**Task requirements:** For the word "DefaultErrorLogger", return each line of the data in which it occurs.

**Exercise data:**
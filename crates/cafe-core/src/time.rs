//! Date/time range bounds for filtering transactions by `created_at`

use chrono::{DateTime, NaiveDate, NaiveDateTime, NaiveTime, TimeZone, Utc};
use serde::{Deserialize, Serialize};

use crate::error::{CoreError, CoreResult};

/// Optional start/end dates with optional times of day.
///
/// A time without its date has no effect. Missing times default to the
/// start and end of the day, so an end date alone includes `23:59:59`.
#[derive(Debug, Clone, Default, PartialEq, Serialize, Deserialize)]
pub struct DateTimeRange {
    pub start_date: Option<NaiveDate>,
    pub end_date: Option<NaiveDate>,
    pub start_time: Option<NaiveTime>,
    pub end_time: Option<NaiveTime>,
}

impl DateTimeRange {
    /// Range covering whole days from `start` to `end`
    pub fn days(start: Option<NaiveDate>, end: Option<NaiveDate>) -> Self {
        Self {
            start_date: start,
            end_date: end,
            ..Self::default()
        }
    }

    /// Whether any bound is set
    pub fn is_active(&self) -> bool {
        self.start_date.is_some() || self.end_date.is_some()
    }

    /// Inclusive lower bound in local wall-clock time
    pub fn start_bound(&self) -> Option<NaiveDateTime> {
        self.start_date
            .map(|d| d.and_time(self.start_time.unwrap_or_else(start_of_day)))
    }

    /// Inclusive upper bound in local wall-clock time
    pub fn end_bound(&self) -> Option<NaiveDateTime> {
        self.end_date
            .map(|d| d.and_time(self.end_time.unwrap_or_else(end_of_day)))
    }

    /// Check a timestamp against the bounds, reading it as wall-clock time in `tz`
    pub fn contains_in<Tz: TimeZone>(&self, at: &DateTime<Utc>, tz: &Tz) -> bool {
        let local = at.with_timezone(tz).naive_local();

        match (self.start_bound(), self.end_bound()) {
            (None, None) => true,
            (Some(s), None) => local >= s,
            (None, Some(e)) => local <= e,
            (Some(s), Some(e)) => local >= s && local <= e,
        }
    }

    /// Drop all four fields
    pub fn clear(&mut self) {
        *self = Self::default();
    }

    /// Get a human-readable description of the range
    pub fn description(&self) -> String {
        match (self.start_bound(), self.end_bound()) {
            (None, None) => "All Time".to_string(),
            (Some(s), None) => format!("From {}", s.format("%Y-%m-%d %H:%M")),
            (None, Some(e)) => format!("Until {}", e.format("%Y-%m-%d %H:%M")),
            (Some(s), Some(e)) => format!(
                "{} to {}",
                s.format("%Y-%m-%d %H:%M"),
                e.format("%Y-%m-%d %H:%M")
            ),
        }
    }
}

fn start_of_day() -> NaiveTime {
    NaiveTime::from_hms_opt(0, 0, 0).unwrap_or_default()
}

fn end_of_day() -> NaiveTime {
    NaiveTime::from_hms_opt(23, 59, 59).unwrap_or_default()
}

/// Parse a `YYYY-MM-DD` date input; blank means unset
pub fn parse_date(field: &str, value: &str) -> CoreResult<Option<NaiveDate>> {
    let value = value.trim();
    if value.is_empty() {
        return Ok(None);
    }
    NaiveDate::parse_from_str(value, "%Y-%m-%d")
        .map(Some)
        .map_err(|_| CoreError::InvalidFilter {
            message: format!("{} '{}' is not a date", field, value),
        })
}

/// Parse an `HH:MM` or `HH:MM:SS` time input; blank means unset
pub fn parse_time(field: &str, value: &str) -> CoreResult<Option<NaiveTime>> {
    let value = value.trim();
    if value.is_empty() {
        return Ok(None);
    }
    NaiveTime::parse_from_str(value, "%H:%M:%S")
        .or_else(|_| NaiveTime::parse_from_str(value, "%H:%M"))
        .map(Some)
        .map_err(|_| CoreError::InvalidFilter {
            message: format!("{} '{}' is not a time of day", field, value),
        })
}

==

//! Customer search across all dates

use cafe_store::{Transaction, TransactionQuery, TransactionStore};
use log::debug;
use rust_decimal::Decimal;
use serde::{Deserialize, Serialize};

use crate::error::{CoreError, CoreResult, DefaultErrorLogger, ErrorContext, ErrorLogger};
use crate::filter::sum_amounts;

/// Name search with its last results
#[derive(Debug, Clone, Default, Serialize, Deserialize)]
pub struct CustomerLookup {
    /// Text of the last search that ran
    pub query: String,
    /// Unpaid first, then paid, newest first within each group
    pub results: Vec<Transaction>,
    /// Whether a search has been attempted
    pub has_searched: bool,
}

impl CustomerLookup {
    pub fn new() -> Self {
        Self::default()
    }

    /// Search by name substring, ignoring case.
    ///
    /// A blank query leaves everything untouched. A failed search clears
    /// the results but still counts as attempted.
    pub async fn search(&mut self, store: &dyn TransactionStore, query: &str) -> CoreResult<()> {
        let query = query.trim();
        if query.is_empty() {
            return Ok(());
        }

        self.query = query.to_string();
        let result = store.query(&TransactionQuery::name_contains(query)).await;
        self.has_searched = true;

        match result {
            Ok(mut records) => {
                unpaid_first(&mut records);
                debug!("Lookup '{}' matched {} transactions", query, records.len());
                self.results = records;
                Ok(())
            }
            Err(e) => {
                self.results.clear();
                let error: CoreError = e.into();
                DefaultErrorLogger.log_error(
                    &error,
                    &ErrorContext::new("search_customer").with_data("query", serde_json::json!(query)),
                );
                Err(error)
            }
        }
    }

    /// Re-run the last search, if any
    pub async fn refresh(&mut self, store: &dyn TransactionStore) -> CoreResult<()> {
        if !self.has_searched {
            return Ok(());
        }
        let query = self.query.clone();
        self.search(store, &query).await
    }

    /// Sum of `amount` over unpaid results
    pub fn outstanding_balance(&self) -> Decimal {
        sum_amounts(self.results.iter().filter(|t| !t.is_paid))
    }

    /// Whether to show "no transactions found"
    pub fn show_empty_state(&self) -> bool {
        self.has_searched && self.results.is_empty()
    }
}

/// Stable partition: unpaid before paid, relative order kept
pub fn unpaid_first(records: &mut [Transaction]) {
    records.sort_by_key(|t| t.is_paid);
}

**Solved exercise:**
use crate::error::{CoreError, CoreResult, DefaultErrorLogger, ErrorContext, ErrorLogger};
                DefaultErrorLogger.log_error(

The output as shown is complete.